Esta crise brutal mundial desencadeada pelo vírus chegou em um momento de grande polarização política nos Estados Unidos, a bem menos de um ano das eleições presidenciais. O Congresso que esta segunda-feira discute o maior programa de ajuda econômica da história moderna é o mesmo em que há apenas um mês e meio, estava sendo julgado ―e absolvido― o presidente Trump, no terceiro impeachment da história do país. De tudo o que encarnava a vida normal, por mais turbulenta que fosse, parece que se passou uma eternidade.
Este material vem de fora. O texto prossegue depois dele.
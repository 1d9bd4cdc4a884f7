use std::{fmt, sync::Arc};

use openingtree_core::{ExtendReport, GameRecord, MoveEngine, VariationTree};
use tracing::{debug, info};

use crate::{BuildConfig, codec::TreeMetadata};

/// Monotonic build token. A build whose generation is no longer current is stale.
#[derive(Debug, Clone, Copy, PartialEq, Eq, PartialOrd, Ord, Hash, Default)]
pub struct Generation(u64);

impl Generation {
    pub fn value(&self) -> u64 {
        self.0
    }

    pub(crate) fn next(&self) -> Self {
        Generation(self.0 + 1)
    }
}

impl fmt::Display for Generation {
    fn fmt(&self, f: &mut fmt::Formatter<'_>) -> fmt::Result {
        write!(f, "{}", self.0)
    }
}

/// Caller-side reference to a build in flight.
#[derive(Debug, Clone, Copy, PartialEq, Eq)]
pub struct BuildHandle {
    generation: Generation,
    total: usize,
}

impl BuildHandle {
    pub fn generation(&self) -> Generation {
        self.generation
    }

    /// Number of input games.
    pub fn total(&self) -> usize {
        self.total
    }
}

/// Progress published after each chunk.
#[derive(Debug, Clone)]
pub struct BuildProgress {
    pub generation: Generation,
    /// Input games consumed so far, including skipped ones. Never decreases.
    pub processed: usize,
    pub total: usize,
    pub skipped: usize,
    /// In-progress tree, present every `snapshot_every` chunks.
    /// Not pruned and not final.
    pub snapshot: Option<Arc<VariationTree>>,
}

/// A build that consumed its whole input: pruned once and ready to publish.
#[derive(Debug, Clone)]
pub struct FinishedBuild {
    pub generation: Generation,
    pub tree: VariationTree,
    pub metadata: TreeMetadata,
    pub report: ExtendReport,
}

/// Result of one scheduler tick.
#[derive(Debug, Clone)]
pub enum BuildStep {
    Progress(BuildProgress),
    Finished(FinishedBuild),
    /// The job already returned `Finished`.
    Idle,
}

/// A tree build split into chunks.
///
/// Each `tick` folds one chunk of games into the job's private tree and
/// returns, handing control back to the host. The tick after the input runs
/// out prunes the tree and finishes the job.
#[derive(Debug)]
pub struct BuildJob {
    generation: Generation,
    games: Vec<GameRecord>,
    cursor: usize,
    chunk_size: usize,
    snapshot_every: usize,
    chunks_done: usize,
    min_games: usize,
    tree: Option<VariationTree>,
    report: ExtendReport,
}

impl BuildJob {
    pub(crate) fn new(
        generation: Generation,
        games: Vec<GameRecord>,
        max_depth: usize,
        min_games: usize,
        config: &BuildConfig,
    ) -> Self {
        BuildJob {
            generation,
            games,
            cursor: 0,
            chunk_size: config.chunk_size.max(1),
            snapshot_every: config.snapshot_every.max(1),
            chunks_done: 0,
            min_games,
            tree: Some(VariationTree::new(max_depth)),
            report: ExtendReport::default(),
        }
    }

    pub fn handle(&self) -> BuildHandle {
        BuildHandle {
            generation: self.generation,
            total: self.games.len(),
        }
    }

    pub fn generation(&self) -> Generation {
        self.generation
    }

    pub fn processed(&self) -> usize {
        self.cursor
    }

    pub fn total(&self) -> usize {
        self.games.len()
    }

    pub fn is_finished(&self) -> bool {
        self.tree.is_none()
    }

    /// The tree as built so far. Unpruned, with frequencies still growing.
    pub fn partial_tree(&self) -> Option<&VariationTree> {
        self.tree.as_ref()
    }

    /// Advance the build by one chunk, or finish it once the input is consumed.
    pub fn tick<E>(&mut self, engine: &E) -> BuildStep
    where
        E: MoveEngine + ?Sized,
    {
        if self.cursor >= self.games.len() {
            return self.finish();
        }
        let Some(tree) = self.tree.as_mut() else {
            return BuildStep::Idle;
        };

        let end = (self.cursor + self.chunk_size).min(self.games.len());
        let chunk_report = tree.extend(&self.games[self.cursor..end], engine);
        self.report.absorb(chunk_report);
        self.cursor = end;
        self.chunks_done += 1;

        let snapshot = (self.chunks_done % self.snapshot_every == 0).then(|| Arc::new(tree.clone()));

        debug!(
            generation = %self.generation,
            processed = self.cursor,
            total = self.games.len(),
            "processed chunk"
        );

        BuildStep::Progress(BuildProgress {
            generation: self.generation,
            processed: self.cursor,
            total: self.games.len(),
            skipped: self.report.skipped.len(),
            snapshot,
        })
    }

    fn finish(&mut self) -> BuildStep {
        let Some(tree) = self.tree.take() else {
            return BuildStep::Idle;
        };

        let pruned = tree.pruned(self.min_games);
        let metadata = TreeMetadata::new(self.games.len(), tree.max_depth(), self.min_games);
        info!(
            generation = %self.generation,
            games = pruned.game_count(),
            skipped = self.report.skipped.len(),
            nodes = pruned.node_count(),
            max_depth = tree.max_depth(),
            min_games = self.min_games,
            "finished tree build"
        );

        BuildStep::Finished(FinishedBuild {
            generation: self.generation,
            tree: pruned,
            metadata,
            report: std::mem::take(&mut self.report),
        })
    }
}
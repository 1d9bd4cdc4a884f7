use crate::{
    SNAPSHOT_SCHEMA_VERSION, TreeError, TreeSnapshot, VariationTree,
    tree::tests::{PathEngine, game},
};

fn sample_tree() -> VariationTree {
    let mut tree = VariationTree::new(3);
    let _ = tree.extend(
        &[
            game("g1", "e2e4 e7e5 g1f3"),
            game("g2", "e2e4 c7c5"),
            game("g3", "d2d4"),
        ],
        &PathEngine,
    );
    tree
}

#[test]
fn snapshot_restores_an_equal_tree() {
    let tree = sample_tree();
    let snapshot = tree.snapshot();

    assert_eq!(snapshot.schema_version, SNAPSHOT_SCHEMA_VERSION);
    assert_eq!(snapshot.node_count, tree.node_count());

    let restored = VariationTree::from_snapshot(&snapshot).expect("valid snapshot");
    assert_eq!(restored, tree);
    assert_eq!(restored.snapshot(), snapshot);
}

#[test]
fn snapshot_survives_json() {
    let tree = sample_tree().pruned(2);
    let json = serde_json::to_string(&tree.snapshot()).expect("serializes");
    let parsed: TreeSnapshot = serde_json::from_str(&json).expect("parses");

    assert!(json.contains("\"moveKey\":\"e2e4\""));
    assert_eq!(VariationTree::from_snapshot(&parsed).expect("valid"), tree);
}

#[test]
fn wrong_frequency_is_rejected() {
    let mut snapshot = sample_tree().snapshot();
    snapshot.nodes[1].frequency += 1;

    let err = VariationTree::from_snapshot(&snapshot).expect_err("must fail");
    assert!(matches!(err, TreeError::InvalidSnapshot { node_id: 1, .. }));
}

#[test]
fn duplicate_sibling_moves_are_rejected() {
    let mut snapshot = sample_tree().snapshot();
    let mut duplicate = snapshot
        .nodes
        .iter()
        .find(|node| node.parent_node_id == Some(0))
        .cloned()
        .expect("root has children");
    duplicate.node_id = snapshot.nodes.len();
    snapshot.nodes.push(duplicate);
    snapshot.node_count += 1;

    let err = VariationTree::from_snapshot(&snapshot).expect_err("must fail");
    assert!(matches!(err, TreeError::InvalidSnapshot { .. }));
}

#[test]
fn game_missing_on_parent_is_rejected() {
    let mut snapshot = sample_tree().snapshot();
    let f3 = snapshot
        .nodes
        .iter()
        .position(|node| node.san == "f3")
        .expect("f3 listed");
    let g2 = snapshot
        .games
        .iter()
        .position(|summary| summary.id == "g2")
        .expect("g2 listed");
    snapshot.nodes[f3].games.push(g2);
    snapshot.nodes[f3].frequency += 1;

    let err = VariationTree::from_snapshot(&snapshot).expect_err("must fail");
    assert!(matches!(err, TreeError::InvalidSnapshot { .. }));
}

#[test]
fn unknown_schema_is_rejected() {
    let mut snapshot = sample_tree().snapshot();
    snapshot.schema_version = SNAPSHOT_SCHEMA_VERSION + 1;

    let err = VariationTree::from_snapshot(&snapshot).expect_err("must fail");
    assert_eq!(
        err,
        TreeError::UnsupportedSchema {
            found: SNAPSHOT_SCHEMA_VERSION + 1,
            expected: SNAPSHOT_SCHEMA_VERSION,
        }
    );
}
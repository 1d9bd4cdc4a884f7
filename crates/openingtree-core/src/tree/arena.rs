use std::slice::Iter;

use crate::tree::ids::NodeId;

/// Holds all nodes of a tree and allows for fast allocation and is cache friendly.
/// Nodes are never freed individually: pruning copies survivors into a fresh arena.
#[derive(Debug, Clone)]
pub(crate) struct Arena<T> {
    storage: Vec<T>,
}

impl<T> Arena<T> {
    /// Create a new empty storage
    pub fn new() -> Self {
        Arena {
            storage: Vec::new(),
        }
    }

    /// Allocate a new item to the storage and return the associated NodeId
    pub fn allocate(&mut self, item: T) -> NodeId {
        let id = NodeId::from(self.storage.len());
        self.storage.push(item);
        id
    }

    /// Retrieve an associated item from the Arena
    pub fn get(&self, node_id: NodeId) -> Option<&T> {
        self.storage.get(node_id.index())
    }

    /// Retrieve an associated item from the Arena as a mutable borrow
    pub fn get_mut(&mut self, node_id: NodeId) -> Option<&mut T> {
        self.storage.get_mut(node_id.index())
    }

    /// Check the length of the Arena
    pub fn len(&self) -> usize {
        self.storage.len()
    }

    /// Iteration helper for the Arena
    pub fn iter(&self) -> Iter<'_, T> {
        self.storage.iter()
    }
}

/// Iteration support for Arena.
/// - `for x in &arena` (borrows items)
impl<'a, T> IntoIterator for &'a Arena<T> {
    type Item = &'a T;
    type IntoIter = Iter<'a, T>;

    fn into_iter(self) -> Self::IntoIter {
        self.storage.iter()
    }
}
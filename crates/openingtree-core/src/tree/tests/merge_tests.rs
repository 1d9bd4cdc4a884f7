use crate::{
    TreeError, VariationTree, merge,
    tree::tests::{PathEngine, game, key},
};

fn build(games: &[crate::GameRecord], max_depth: usize) -> VariationTree {
    let mut tree = VariationTree::new(max_depth);
    let _ = tree.extend(games, &PathEngine);
    tree
}

#[test]
fn overlapping_inputs_merge_to_the_direct_build() {
    let a = game("a", "e2e4 e7e5");
    let b = game("b", "e2e4 c7c5 g1f3");

    let base = build(&[a.clone()], 3);
    let delta = build(&[a.clone(), b.clone()], 3);
    let direct = build(&[a, b], 3);

    let merged = merge(&base, &delta).expect("same depth merges");

    assert_eq!(merged.pruned(1), direct.pruned(1));
    assert_eq!(merged.pruned(2), direct.pruned(2));
    assert_eq!(merged.game_count(), 2);
}

#[test]
fn delta_only_branches_are_copied() {
    let base = build(&[game("a", "e2e4 e7e5")], 2);
    let delta = build(&[game("b", "d2d4 d7d5")], 2);

    let merged = merge(&base, &delta).expect("same depth merges");

    let d5 = merged
        .find(&[key("d2d4"), key("d7d5")])
        .expect("delta branch copied");
    let node = merged.node(d5).expect("d5 node");
    assert_eq!(node.frequency(), 1);
    assert_eq!(node.position_key(), "start d2d4 d7d5");
    assert_eq!(merged.node(merged.root_id()).expect("root").frequency(), 2);
}

#[test]
fn ties_favor_the_base_summary() {
    let original = game("a", "e2e4");
    let mut renamed = original.clone();
    renamed.white = "someone else".to_string();

    let base = build(&[original], 1);
    let delta = build(&[renamed], 1);
    let merged = merge(&base, &delta).expect("same depth merges");

    assert_eq!(merged.game_count(), 1);
    assert_eq!(merged.game("a").expect("game kept").white, "white");
}

#[test]
fn different_depths_are_rejected() {
    let base = build(&[game("a", "e2e4")], 2);
    let delta = build(&[game("b", "d2d4")], 3);

    let err = merge(&base, &delta).expect_err("depth mismatch must fail");

    assert_eq!(
        err,
        TreeError::ParameterConflict {
            base_max_depth: 2,
            delta_max_depth: 3,
        }
    );
}
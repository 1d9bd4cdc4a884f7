use std::collections::{HashMap, HashSet};

use chrono::NaiveDate;
use serde::{Deserialize, Serialize};

use crate::tree::ids::GameRef;

/// Outcome of a game from the repertoire owner's side.
#[derive(Debug, Clone, Copy, PartialEq, Eq, Hash, Serialize, Deserialize)]
#[serde(rename_all = "lowercase")]
pub enum GameResult {
    Win,
    Loss,
    Draw,
}

/// The part of a game that is attached to every node it passes through.
/// Immutable once interned into a tree.
#[derive(Debug, Clone, PartialEq, Eq, Serialize, Deserialize)]
#[serde(rename_all = "camelCase")]
pub struct GameSummary {
    pub id: String,
    pub white: String,
    pub black: String,
    pub result: GameResult,
    pub date: NaiveDate,
    pub url: String,
    #[serde(default, skip_serializing_if = "Option::is_none")]
    pub white_elo: Option<u32>,
    #[serde(default, skip_serializing_if = "Option::is_none")]
    pub black_elo: Option<u32>,
}

/// A finished game as handed over by the game store.
/// `moves` is the raw notation blob; only the move engine interprets it.
#[derive(Debug, Clone, PartialEq, Eq, Serialize, Deserialize)]
#[serde(rename_all = "camelCase")]
pub struct GameRecord {
    pub id: String,
    pub moves: String,
    pub white: String,
    pub black: String,
    pub result: GameResult,
    pub date: NaiveDate,
    pub url: String,
    #[serde(default, skip_serializing_if = "Option::is_none")]
    pub white_elo: Option<u32>,
    #[serde(default, skip_serializing_if = "Option::is_none")]
    pub black_elo: Option<u32>,
}

impl GameRecord {
    /// Strip the notation blob to get the summary stored on nodes.
    pub fn summary(&self) -> GameSummary {
        GameSummary {
            id: self.id.clone(),
            white: self.white.clone(),
            black: self.black.clone(),
            result: self.result,
            date: self.date,
            url: self.url.clone(),
            white_elo: self.white_elo,
            black_elo: self.black_elo,
        }
    }
}

/// Stable game interner: every summary is stored once per tree and nodes refer to it by `GameRef`.
#[derive(Debug, Clone, Default)]
pub(crate) struct GameTable {
    games: Vec<GameSummary>,
    id_to_ref: HashMap<String, GameRef>,
}

impl GameTable {
    pub fn new() -> Self {
        Self::default()
    }

    /// Insert the summary if its id is unknown and return its ref.
    /// An already known id keeps the first summary seen.
    pub fn intern(&mut self, summary: GameSummary) -> GameRef {
        if let Some(game_ref) = self.id_to_ref.get(&summary.id) {
            return *game_ref;
        }

        let game_ref = GameRef::from(self.games.len());
        self.id_to_ref.insert(summary.id.clone(), game_ref);
        self.games.push(summary);
        game_ref
    }

    pub fn get(&self, game_ref: GameRef) -> Option<&GameSummary> {
        self.games.get(game_ref.index())
    }

    pub fn ref_of(&self, id: &str) -> Option<GameRef> {
        self.id_to_ref.get(id).copied()
    }

    pub fn len(&self) -> usize {
        self.games.len()
    }

    pub fn iter(&self) -> impl Iterator<Item = &GameSummary> {
        self.games.iter()
    }
}

/// De-duplicated, append-only list of the games passing through one node.
#[derive(Debug, Clone, Default)]
pub(crate) struct GameList {
    order: Vec<GameRef>,
    members: HashSet<GameRef>,
}

impl GameList {
    pub fn new() -> Self {
        Self::default()
    }

    /// Append a game. Returns `false` when it was already present.
    pub fn insert(&mut self, game_ref: GameRef) -> bool {
        if !self.members.insert(game_ref) {
            return false;
        }
        self.order.push(game_ref);
        true
    }

    pub fn contains(&self, game_ref: GameRef) -> bool {
        self.members.contains(&game_ref)
    }

    pub fn len(&self) -> usize {
        self.order.len()
    }

    pub fn iter(&self) -> impl Iterator<Item = GameRef> + '_ {
        self.order.iter().copied()
    }
}
use tracing::{debug, warn};

use crate::tree::{
    engine::{MoveEngine, Ply},
    error::{SourceDataError, TreeError},
    games::GameRecord,
    ids::NodeId,
    node::Node,
    variation_tree::VariationTree,
};

/// Outcome of one `extend` batch.
#[derive(Debug, Clone, Default, PartialEq, Eq)]
pub struct ExtendReport {
    /// Games newly added to the tree.
    pub added: usize,
    /// Games whose id was already in the tree.
    pub duplicates: usize,
    /// Games skipped because their notation could not be replayed.
    pub skipped: Vec<SourceDataError>,
}

impl ExtendReport {
    /// Fold another batch report into this one.
    pub fn absorb(&mut self, other: ExtendReport) {
        self.added += other.added;
        self.duplicates += other.duplicates;
        self.skipped.extend(other.skipped);
    }
}

impl VariationTree {
    /// Add a batch of games, in input order.
    ///
    /// Each game is replayed for at most `max_depth` plies and attached to the
    /// root and to every node along its variation. A game id that is already in
    /// the tree is a no-op, which makes extending with the same batch twice
    /// idempotent. Unreadable notation skips only that game.
    pub fn extend<E>(&mut self, games: &[GameRecord], engine: &E) -> ExtendReport
    where
        E: MoveEngine + ?Sized,
    {
        let mut report = ExtendReport::default();

        for record in games {
            if self.game_ref_of(&record.id).is_some() {
                debug!(game_id = %record.id, "game already in tree, skipping");
                report.duplicates += 1;
                continue;
            }

            let plies = if self.max_depth == 0 {
                Vec::new()
            } else {
                match engine.replay(&record.moves, self.max_depth) {
                    Ok(plies) => plies,
                    Err(err) => {
                        let err = SourceDataError {
                            game_id: record.id.clone(),
                            reason: err.to_string(),
                        };
                        warn!(game_id = %record.id, error = %err, "skipping game with unreadable notation");
                        report.skipped.push(err);
                        continue;
                    }
                }
            };

            match self.insert_game(record, &plies) {
                Ok(()) => report.added += 1,
                Err(err) => {
                    warn!(game_id = %record.id, error = %err, "failed to attach game");
                    report.skipped.push(SourceDataError {
                        game_id: record.id.clone(),
                        reason: err.to_string(),
                    });
                }
            }
        }

        report
    }

    /// Walk `plies` from the root, creating missing edges, and attach the game on the way.
    fn insert_game(&mut self, record: &GameRecord, plies: &[Ply]) -> Result<(), TreeError> {
        let game_ref = self.games.intern(record.summary());
        let mut current = self.root_id();
        self.node_mut(current)?.record_game(game_ref);

        for ply in plies.iter().take(self.max_depth) {
            let existing = self.node(current)?.children().get(ply.move_key);
            let next = match existing {
                Some(child_id) => child_id,
                None => self.allocate_child(current, ply)?,
            };
            self.node_mut(next)?.record_game(game_ref);
            current = next;
        }

        Ok(())
    }

    /// Allocate a child under `parent_id` for `ply` and register the edge.
    pub(crate) fn allocate_child(&mut self, parent_id: NodeId, ply: &Ply) -> Result<NodeId, TreeError> {
        let child = Node::child_of(
            parent_id,
            self.node(parent_id)?,
            ply.move_key,
            ply.position_key.clone(),
            ply.san.clone(),
        );
        let child_id = self.arena.allocate(child);
        self.node_mut(parent_id)?
            .children_mut()
            .insert(ply.move_key, child_id)
            .ok_or(TreeError::DuplicateEdge {
                node_id: parent_id,
                move_key: ply.move_key,
            })?;
        Ok(child_id)
    }
}
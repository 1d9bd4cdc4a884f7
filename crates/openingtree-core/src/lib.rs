mod tree;

pub use tree::builder::ExtendReport;
pub use tree::engine::{EngineError, INITIAL_POSITION_KEY, MoveEngine, Ply};
pub use tree::error::{SourceDataError, TreeError};
pub use tree::games::{GameRecord, GameResult, GameSummary};
pub use tree::ids::{GameRef, MoveKey, MoveKeyParseError, NodeId, Promotion, Square, VariationId};
pub use tree::merge::merge;
pub use tree::node::Node;
pub use tree::snapshot::{NodeSnapshot, SNAPSHOT_SCHEMA_VERSION, TreeSnapshot};
pub use tree::variation_tree::VariationTree;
O acordo entre democratas, que controlam a Câmara dos Representantes, e republicanos, majoritários no Senado, é dado como certo no final, mas esta é uma corrida contra o relógio, no campo da saúde e no financeiro. Nesta segunda-feira, antes da abertura dos mercados, o Federal Reserve anunciou que compraria ativos de forma ilimitada e pelo tempo necessário até que os mercados se estabilizassem. Ou seja, um balcão livre de crédito para que a economia não entre em colapso, mas Wall Street parece imperturbável diante de semelhante anúncio. Com a atividade interrompida, as ações das empresas queimam nas mãos dos investidores e os papéis caem na Bolsa. O bloqueio do plano de resgate e salvamento e o aumento das restrições de movimento pesaram mais no ânimo dos que compram e vendem nas Bolsas.
Ansiedade
A ansiedade causada por essa paralisação era óbvia na mensagem que Donald Trump escreveu em sua conta no Twitter no domingo, por volta da meia-noite. “Não podemos permitir que a cura seja pior que o problema, no final do período de 15 dias, tomaremos uma decisão sobre aonde devemos ir”, escreveu o presidente dos EUA. Uma simples repassada nas últimas previsões dos gabinetes de análise da economia ajuda a entender o medo: o Morgan Stanley vê semelhanças com a Grande Depressão de 80 anos atrás e calculou que no segundo trimestre a economia pode cair 30%, o Goldman Sachs estima em 24% e o JP Morgan chega a parecer otimista ao prever uma contração de 14%.
Enquanto isso, as dificuldades continuam. Um senador do Kentucky, Rand Paul, testou positivo para o coronavírus, e outros que tiveram em contato com Paul, Mitt Romney e Mike Lee, ambos de Utah, estão em quarentena por precaução.